#### Your task
Among the lines of data below, reproduce only those from the one with "if fields.last().is_some_and(|f| f.is_empty())" through the one with "may contain delimiters.", exactly as they stand, both ends included.
-------------------------
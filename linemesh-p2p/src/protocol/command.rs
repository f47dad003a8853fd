//! Command schema, parser and typed commands.
//!
//! A protocol line is `command|field|field|...`. The schema fixes how many
//! fields follow each command token. For fixed-shape commands the last field
//! takes the rest of the line, delimiters included, so a `reject` can carry
//! the raw offending line as its detail. The variable-shape `addr` is split
//! on every delimiter.

use std::fmt;

use crate::error::{P2pError, P2pResult};
use crate::protocol::host::HostAddr;

/// Field delimiter.
pub const DELIMITER: char = '|';

/// How the arity of a schema entry is interpreted.
#[derive(Debug, Clone, Copy, PartialEq, Eq)]
pub enum Shape {
    /// Exactly `arity` fields; the last one takes the remainder of the line.
    Exact,
    /// At least `arity` fields; every delimiter splits.
    AtLeast,
}

/// One row of the command schema.
#[derive(Debug, Clone, Copy, PartialEq, Eq)]
pub struct SchemaEntry {
    /// Command this row describes.
    pub kind: CommandKind,
    /// Number of fields after the command token.
    pub arity: usize,
    /// Whether `arity` is exact or a minimum.
    pub shape: Shape,
}

/// All commands of the protocol.
#[derive(Debug, Clone, Copy, PartialEq, Eq, Hash)]
pub enum CommandKind {
    Version,
    Verack,
    Message,
    Reject,
    Ping,
    Pong,
    Addr,
    GetAddr,
}

const fn entry(kind: CommandKind, arity: usize, shape: Shape) -> SchemaEntry {
    SchemaEntry { kind, arity, shape }
}

/// The command schema.
pub const SCHEMA: [SchemaEntry; 8] = [
    entry(CommandKind::Version, 8, Shape::Exact),
    entry(CommandKind::Verack, 1, Shape::Exact),
    entry(CommandKind::Message, 3, Shape::Exact),
    entry(CommandKind::Reject, 3, Shape::Exact),
    entry(CommandKind::Ping, 1, Shape::Exact),
    entry(CommandKind::Pong, 1, Shape::Exact),
    entry(CommandKind::Addr, 2, Shape::AtLeast),
    entry(CommandKind::GetAddr, 0, Shape::Exact),
];

impl CommandKind {
    /// Wire name of the command.
    pub fn name(&self) -> &'static str {
        match self {
            CommandKind::Version => "version",
            CommandKind::Verack => "verack",
            CommandKind::Message => "message",
            CommandKind::Reject => "reject",
            CommandKind::Ping => "ping",
            CommandKind::Pong => "pong",
            CommandKind::Addr => "addr",
            CommandKind::GetAddr => "getaddr",
        }
    }

    /// Look up a command by its wire name.
    pub fn from_name(name: &str) -> Option<Self> {
        SCHEMA
            .iter()
            .map(|entry| entry.kind)
            .find(|kind| kind.name() == name)
    }

    /// Schema row for this command.
    pub fn schema(&self) -> SchemaEntry {
        // Every variant has exactly one row.
        SCHEMA
            .iter()
            .copied()
            .find(|entry| entry.kind == *self)
            .unwrap_or(SchemaEntry {
                kind: *self,
                arity: 0,
                shape: Shape::Exact,
            })
    }

    /// Number of fields after the command token.
    pub fn arity(&self) -> usize {
        self.schema().arity
    }
}

impl fmt::Display for CommandKind {
    fn fmt(&self, f: &mut fmt::Formatter<'_>) -> fmt::Result {
        f.write_str(self.name())
    }
}

/// A line split into its command and fields.
#[derive(Debug, Clone, PartialEq, Eq)]
pub struct ParsedMessage {
    /// The command token.
    pub command: CommandKind,
    /// Fields after the command token.
    pub fields: Vec<String>,
}

/// Everything before the first delimiter.
pub fn command_token(line: &str) -> &str {
    match line.find(DELIMITER) {
        Some(idx) => &line[..idx],
        None => line,
    }
}

/// Split a line into command and fields according to the schema.
///
/// Fails only when the command token is unknown. Callers are expected to run
/// [`is_valid`](crate::protocol::is_valid) first, which rejects unknown
/// commands as a protocol error.
pub fn parse(line: &str) -> P2pResult<ParsedMessage> {
    let line = line.trim();
    let token = command_token(line);
    let command =
        CommandKind::from_name(token).ok_or_else(|| P2pError::UnknownCommand(token.to_string()))?;

    let body = match line.find(DELIMITER) {
        Some(idx) => &line[idx + 1..],
        None => "",
    };
    if body.is_empty() {
        return Ok(ParsedMessage {
            command,
            fields: Vec::new(),
        });
    }

    let entry = command.schema();
    let mut fields: Vec<String> = match entry.shape {
        Shape::Exact if entry.arity > 0 => body
            .splitn(entry.arity, DELIMITER)
            .map(str::to_string)
            .collect(),
        _ => body.split(DELIMITER).map(str::to_string).collect(),
    };

    // A trailing delimiter does not produce an empty final field.
    if fields.last().is_some_and(|f| f.is_empty()) {
        fields.pop();
    }

    Ok(ParsedMessage { command, fields })
}

/// Version information exchanged during the handshake.
#[derive(Debug, Clone, PartialEq, Eq)]
pub struct VersionMessage {
    /// Protocol version number.
    pub version: u32,
    /// Service bitmask.
    pub services: u8,
    /// Sender's clock, unix seconds.
    pub timestamp: u64,
    /// Address the sender believes it is talking to.
    pub recipient: HostAddr,
    /// Address the sender listens on.
    pub sender: HostAddr,
    /// Handshake nonce, echoed in `verack`.
    pub nonce: u64,
    /// Self-reported identifier.
    pub user_id: String,
    /// Sender's block height.
    pub block_height: u64,
}

/// Payload of `message` and `reject`.
#[derive(Debug, Clone, PartialEq, Eq)]
pub struct Notice {
    /// Status-like code.
    pub code: i64,
    /// Short reason.
    pub reason: String,
    /// Free-form detail; may contain delimiters.
    pub detail: String,
}

/// A peer address with the time it was last seen active.
#[derive(Debug, Clone, Copy, PartialEq, Eq)]
pub struct PeerAddress {
    /// Advertised address.
    pub addr: HostAddr,
    /// Last time this peer was seen active (unix seconds).
    pub last_seen: u64,
}

/// All protocol commands.
#[derive(Debug, Clone, PartialEq, Eq)]
pub enum Command {
    // Handshake
    /// Version information sent at start of connection.
    Version(VersionMessage),
    /// Acknowledgment echoing the version nonce.
    Verack(u64),

    // Notices
    /// Informational notice.
    Message(Notice),
    /// Rejection of a received line or of the connection.
    Reject(Notice),

    // Keepalive
    /// Ping with a nonce.
    Ping(u64),
    /// Pong echoing the nonce.
    Pong(u64),

    // Peer discovery
    /// Known peer addresses.
    Addr(Vec<PeerAddress>),
    /// Request for peer addresses.
    GetAddr,
}

impl Command {
    /// Schema kind of this command.
    pub fn kind(&self) -> CommandKind {
        match self {
            Command::Version(_) => CommandKind::Version,
            Command::Verack(_) => CommandKind::Verack,
            Command::Message(_) => CommandKind::Message,
            Command::Reject(_) => CommandKind::Reject,
            Command::Ping(_) => CommandKind::Ping,
            Command::Pong(_) => CommandKind::Pong,
            Command::Addr(_) => CommandKind::Addr,
            Command::GetAddr => CommandKind::GetAddr,
        }
    }

    /// Wire name of the command.
    pub fn name(&self) -> &'static str {
        self.kind().name()
    }

    /// Build a `message` command.
    pub fn message(code: i64, reason: impl Into<String>, detail: impl Into<String>) -> Self {
        Command::Message(Notice {
            code,
            reason: reason.into(),
            detail: detail.into(),
        })
    }

    /// Build a `reject` command.
    pub fn reject(code: i64, reason: impl Into<String>, detail: impl Into<String>) -> Self {
        Command::Reject(Notice {
            code,
            reason: reason.into(),
            detail: detail.into(),
        })
    }

    /// Convert a parsed message into a typed command.
    ///
    /// The input must already have passed validation. An error here means the
    /// validator and this decoder disagree.
    pub fn from_parsed(parsed: &ParsedMessage) -> P2pResult<Self> {
        let fields = &parsed.fields;
        let command = match parsed.command {
            CommandKind::Version => Command::Version(VersionMessage {
                version: number(parsed, 0)?,
                services: number(parsed, 1)?,
                timestamp: number(parsed, 2)?,
                recipient: host(parsed, 3)?,
                sender: host(parsed, 4)?,
                nonce: number(parsed, 5)?,
                user_id: field(parsed, 6)?.to_string(),
                block_height: number(parsed, 7)?,
            }),
            CommandKind::Verack => Command::Verack(number(parsed, 0)?),
            CommandKind::Ping => Command::Ping(number(parsed, 0)?),
            CommandKind::Pong => Command::Pong(number(parsed, 0)?),
            CommandKind::Message => Command::Message(notice(parsed)?),
            CommandKind::Reject => Command::Reject(notice(parsed)?),
            CommandKind::Addr => {
                let count: usize = number(parsed, 0)?;
                let mut peers = Vec::with_capacity(count);
                for i in 0..count {
                    peers.push(PeerAddress {
                        last_seen: number(parsed, 1 + 2 * i)?,
                        addr: host(parsed, 2 + 2 * i)?,
                    });
                }
                Command::Addr(peers)
            }
            CommandKind::GetAddr => {
                if !fields.is_empty() {
                    return Err(internal(parsed, "unexpected payload"));
                }
                Command::GetAddr
            }
        };
        Ok(command)
    }
}

fn internal(parsed: &ParsedMessage, what: &str) -> P2pError {
    P2pError::Internal(format!("{}: {} in {:?}", parsed.command, what, parsed.fields))
}

fn field(parsed: &ParsedMessage, idx: usize) -> P2pResult<&str> {
    parsed
        .fields
        .get(idx)
        .map(String::as_str)
        .ok_or_else(|| internal(parsed, &format!("missing field {}", idx)))
}

fn number<T: std::str::FromStr>(parsed: &ParsedMessage, idx: usize) -> P2pResult<T> {
    field(parsed, idx)?
        .trim()
        .parse()
        .map_err(|_| internal(parsed, &format!("field {} is not numeric", idx)))
}

fn host(parsed: &ParsedMessage, idx: usize) -> P2pResult<HostAddr> {
    Ok(HostAddr::parse(field(parsed, idx)?)?)
}

fn notice(parsed: &ParsedMessage) -> P2pResult<Notice> {
    Ok(Notice {
        code: number(parsed, 0)?,
        reason: parsed.fields.get(1).cloned().unwrap_or_default(),
        detail: parsed.fields.get(2).cloned().unwrap_or_default(),
    })
}

impl fmt::Display for Command {
    fn fmt(&self, f: &mut fmt::Formatter<'_>) -> fmt::Result {
        match self {
            Command::Version(v) => write!(
                f,
                "version|{}|{}|{}|{}|{}|{}|{}|{}",
                v.version,
                v.services,
                v.timestamp,
                v.recipient,
                v.sender,
                v.nonce,
                v.user_id,
                v.block_height
            ),
            Command::Verack(nonce) => write!(f, "verack|{}", nonce),
            Command::Message(n) => write!(f, "message|{}|{}|{}", n.code, n.reason, n.detail),
            Command::Reject(n) => write!(f, "reject|{}|{}|{}", n.code, n.reason, n.detail),
            Command::Ping(nonce) => write!(f, "ping|{}", nonce),
            Command::Pong(nonce) => write!(f, "pong|{}", nonce),
            Command::Addr(peers) => {
                write!(f, "addr|{}", peers.len())?;
                for peer in peers {
                    write!(f, "|{}|{}", peer.last_seen, peer.addr)?;
                }
                Ok(())
            }
            Command::GetAddr => write!(f, "getaddr"),
        }
    }
}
-------------------------
#### Problem solution
    if fields.last().is_some_and(|f| f.is_empty()) {
        fields.pop();
    }

    Ok(ParsedMessage { command, fields })
}

/// Version information exchanged during the handshake.
#[derive(Debug, Clone, PartialEq, Eq)]
pub struct VersionMessage {
    /// Protocol version number.
    pub version: u32,
    /// Service bitmask.
    pub services: u8,
    /// Sender's clock, unix seconds.
    pub timestamp: u64,
    /// Address the sender believes it is talking to.
    pub recipient: HostAddr,
    /// Address the sender listens on.
    pub sender: HostAddr,
    /// Handshake nonce, echoed in `verack`.
    pub nonce: u64,
    /// Self-reported identifier.
    pub user_id: String,
    /// Sender's block height.
    pub block_height: u64,
}

/// Payload of `message` and `reject`.
#[derive(Debug, Clone, PartialEq, Eq)]
pub struct Notice {
    /// Status-like code.
    pub code: i64,
    /// Short reason.
    pub reason: String,
    /// Free-form detail; may contain delimiters.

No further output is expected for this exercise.